Amorosa v. Llp

Decision Date20 January 2010
Docket NumberNo. 03 Civ. 3902(CM),03 Civ. 3902(CM)
Citation682 F.Supp.2d 351
PartiesDominic F. AMOROSA, Plaintiff, v. ERNST & YOUNG LLP, Defendant
CourtU.S. District Court — Southern District of New York

Christopher J. Gray, Law Office of Christopher J. Gray, P.C, New York, NY.

Jeremy Neil Kudon, Heller Ehrman, LLP, New York, NY, Robert Byron Hub-bell, Gibson, Dunn & Crutcher, LLP, Los Angeles, CA, for Defendant.


McMAHON, District Judge:


Dominic F. Amorosa was a private investor who purchased common stock of America Online, Inc. ("AOL") prior to its merger with Time Warner, Inc. ("Time Warner"). As a pre-merger stockholder, Amorosa voted in favor of the merger, and on January 11, 2001, exchanged his shares at a one-to-one ratio for shares in the successor corporation, AOL Time Warner, Inc. ("AOLTW").

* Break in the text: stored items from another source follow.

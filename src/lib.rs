//! An embedded, single-writer, page-based storage engine core.
//!
//! The engine is composed of modular layers, each independently testable:
//!
//! - **Device** (`device`): block I/O abstraction plus the persisted
//!   superblock and free-page list.
//! - **Buffer** (`buffer`): single-threaded, pin-counted page cache with
//!   LRU eviction and write-back on dirty eviction.
//! - **Page** (`page`): the common page header and the three slot
//!   directories records are packed into.
//! - **B+ tree** (`btree`): sorted key-value storage with cursor iteration.
//! - **Radix trie** (`radix`): fixed-width-key storage addressed by digit.
//! - **Long store** (`long_store`): chained-page byte streams for values
//!   too large for one page.
//! - **Slab** (`slab`): many-objects-per-page allocation at stable ids.
//!
//! [`Db`] wires a [`BufferManager`] and a [`BTree`] together over a
//! [`BlockDevice`] into the key-value facade most callers want.
//!
//! ```rust,ignore
//! use btree_storage::Db;
//!
//! let db = Db::open("my_database.db")?;
//! db.put(b"hello", b"world")?;
//! assert_eq!(db.get(b"hello")?, Some(b"world".to_vec()));
//! db.delete(b"hello")?;
//! ```

pub mod btree;
pub mod buffer;
pub mod device;
pub mod error;
pub mod long_store;
pub mod page;
pub mod radix;
pub mod slab;
pub mod types;

pub use error::{Result, StorageError};
pub use types::{BTreeConfig, PageId, RadixConfig, PAGE_SIZE};

pub use btree::{BTree, Cursor};
pub use buffer::BufferManager;
pub use device::{BlockDevice, FileBlockDevice, MemoryBlockDevice};

use std::path::Path;
use tracing::{debug, instrument};

/// Default number of pages kept pinned/cached in memory at once.
pub const DEFAULT_BUFFER_CAPACITY: usize = 1024;

/// Key-value facade over a single [`BTree`], the entry point most callers want.
///
/// `Db` is not `Send`/`Sync`: the buffer manager it wraps uses `Rc<RefCell<_>>`
/// internally, matching the single-writer, single-threaded contract the rest
/// of the engine assumes.
pub struct Db<D> {
    tree: BTree<D>,
}

impl Db<FileBlockDevice> {
    /// Open (or create) a database file at `path` with the default buffer
    /// capacity and tree configuration.
    #[instrument(skip(path))]
    pub fn open<P: AsRef<Path>>(path: P) -> Result<Self> {
        Self::open_with(path, DEFAULT_BUFFER_CAPACITY, BTreeConfig::default())
    }

    /// Open (or create) a database file at `path` with an explicit buffer
    /// capacity and tree configuration.
    pub fn open_with<P: AsRef<Path>>(
        path: P,
        buffer_capacity: usize,
        config: BTreeConfig,
    ) -> Result<Self> {
        let device = FileBlockDevice::open(path.as_ref(), PAGE_SIZE)?;
        debug!(path = %path.as_ref().display(), buffer_capacity, "opening database file");
        Self::from_device(device, buffer_capacity, config)
    }
}

impl Db<MemoryBlockDevice> {
    /// An in-memory database, useful for tests and scratch work.
    pub fn in_memory() -> Result<Self> {
        Self::in_memory_with(DEFAULT_BUFFER_CAPACITY, BTreeConfig::default())
    }

    /// An in-memory database with an explicit buffer capacity and tree
    /// configuration.
    pub fn in_memory_with(buffer_capacity: usize, config: BTreeConfig) -> Result<Self> {
        Self::from_device(MemoryBlockDevice::new(PAGE_SIZE), buffer_capacity, config)
    }
}

impl<D: BlockDevice> Db<D> {
    /// Build a `Db` directly from an already-constructed device.
    pub fn from_device(device: D, buffer_capacity: usize, config: BTreeConfig) -> Result<Self> {
        let buffer = BufferManager::new(device, buffer_capacity)?;
        Ok(Self { tree: BTree::new(buffer, config) })
    }

    /// The tree's configuration.
    pub fn config(&self) -> &BTreeConfig {
        self.tree.config()
    }

    /// Whether the database currently holds any entries.
    pub fn is_empty(&self) -> bool {
        self.tree.is_empty()
    }

    /// Get a value by key. Returns `None` if the key does not exist.
    #[instrument(skip(self, key), fields(key_len = key.len()))]
    pub fn get(&self, key: &[u8]) -> Result<Option<Vec<u8>>> {
        self.tree.get(key)
    }

    /// Whether `key` exists.
    pub fn contains(&self, key: &[u8]) -> Result<bool> {
        self.tree.contains_key(key)
    }

    /// Insert or update a key-value pair.
    #[instrument(skip(self, key, value), fields(key_len = key.len(), value_len = value.len()))]
    pub fn put(&self, key: &[u8], value: &[u8]) -> Result<()> {
        self.tree.put(key, value)
    }

    /// Delete a key-value pair. Returns `true` if the key existed.
    #[instrument(skip(self, key), fields(key_len = key.len()))]
    pub fn delete(&self, key: &[u8]) -> Result<bool> {
        Ok(self.tree.remove(key)?.is_some())
    }

    /// Iterate over all entries in sorted key order.
    pub fn iter(&self) -> Result<DbIter<'_, D>> {
        Ok(DbIter { cursor: Cursor::first(&self.tree)? })
    }

    /// Iterate over entries whose key is `>= start` (inclusive), in sorted order.
    pub fn range_from(&self, start: &[u8]) -> Result<DbIter<'_, D>> {
        Ok(DbIter { cursor: Cursor::seek(&self.tree, start)? })
    }

    /// Flush every dirty page currently pinned in the buffer cache to the
    /// underlying device.
    pub fn flush(&self) -> Result<()> {
        self.tree.buffer().flush_all()
    }
}

/// Forward iterator over a [`Db`]'s entries, yielded in sorted key order.
pub struct DbIter<'a, D> {
    cursor: Cursor<'a, D>,
}

impl<'a, D: BlockDevice> Iterator for DbIter<'a, D> {
    type Item = Result<(Vec<u8>, Vec<u8>)>;

    fn next(&mut self) -> Option<Self::Item> {
        match self.cursor.entry() {
            Ok(None) => None,
            Ok(Some(entry)) => {
                if let Err(e) = self.cursor.next() {
                    return Some(Err(e));
                }
                Some(Ok(entry))
            }
            Err(e) => Some(Err(e)),
        }
    }
}

#[cfg(test)]
mod tests {
    use super::*;

    #[test]
    fn basic_operations() -> Result<()> {
        let db = Db::in_memory()?;

        db.put(b"key1", b"value1")?;
        assert_eq!(db.get(b"key1")?, Some(b"value1".to_vec()));

        db.put(b"key1", b"value2")?;
        assert_eq!(db.get(b"key1")?, Some(b"value2".to_vec()));

        assert!(db.delete(b"key1")?);
        assert_eq!(db.get(b"key1")?, None);

        assert_eq!(db.get(b"nonexistent")?, None);
        assert!(!db.delete(b"nonexistent")?);

        Ok(())
    }

    #[test]
    fn iteration_is_sorted() -> Result<()> {
        let db = Db::in_memory()?;
        db.put(b"banana", b"2")?;
        db.put(b"apple", b"1")?;
        db.put(b"cherry", b"3")?;
        db.put(b"date", b"4")?;

        let all: Vec<_> = db.iter()?.collect::<Result<_>>()?;
        assert_eq!(
            all,
            vec![
                (b"apple".to_vec(), b"1".to_vec()),
                (b"banana".to_vec(), b"2".to_vec()),
                (b"cherry".to_vec(), b"3".to_vec()),
                (b"date".to_vec(), b"4".to_vec()),
            ]
        );

        let from_banana: Vec<_> = db.range_from(b"banana")?.collect::<Result<_>>()?;
        assert_eq!(from_banana.len(), 3);
        assert_eq!(from_banana[0].0, b"banana".to_vec());

        Ok(())
    }

    #[test]
    fn file_backed_db_roundtrips_across_reopen() -> Result<()> {
        let dir = tempfile::tempdir().unwrap();
        let path = dir.path().join("test.db");

        {
            let db = Db::open(&path)?;
            db.put(b"hello", b"world")?;
            db.flush()?;
        }
        {
            let db = Db::open(&path)?;
            assert_eq!(db.get(b"hello")?, Some(b"world".to_vec()));
        }

        Ok(())
    }
}
//! Slot directories: the three ways a page body indexes the records it holds.

mod fixed;
mod stable;
mod variadic;

pub use fixed::FixedDirectory;
pub use stable::{StableDirectory, StableDirectoryView};
pub use variadic::{VariadicDirectory, VariadicDirectoryView};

More than a year and a half after the merger, the Washington Post published a two-part series of articles exposing widespread fraud at AOL and its successor corporation. Shortly thereafter, AOLTW, its executives and auditors found themselves facing hundreds of lawsuits arising from some of the same accounting practices the Washington Post had detailed. Amorosa commenced this action, the last of those suits, on May 29, 2003, naming as defendants AOL, Time Warner, AOLTW, eleven individual executives, Bertelsmann AG and auditor Ernst & Young LLP ("Ernst & Young"). Presently, only one defendant (Ernst & Young) remains in his suit. Amorosa's complaint as amended alleges that Ernst & Young as auditor to AOL, Time Warner and AOLTW engaged in fraud in violation of federal and state law when it issued audited financial statements approving of the company's faulty accounting, and that the auditor aided and abetted the company's fraud in violation of state laws. Ernst & Young has responded by filing the motions sub judice: a 12(b)(6) motion to dismiss Amorosa's complaint and a motion for sanctions under Rule 11 alleging that Amorosa's claims are frivolous.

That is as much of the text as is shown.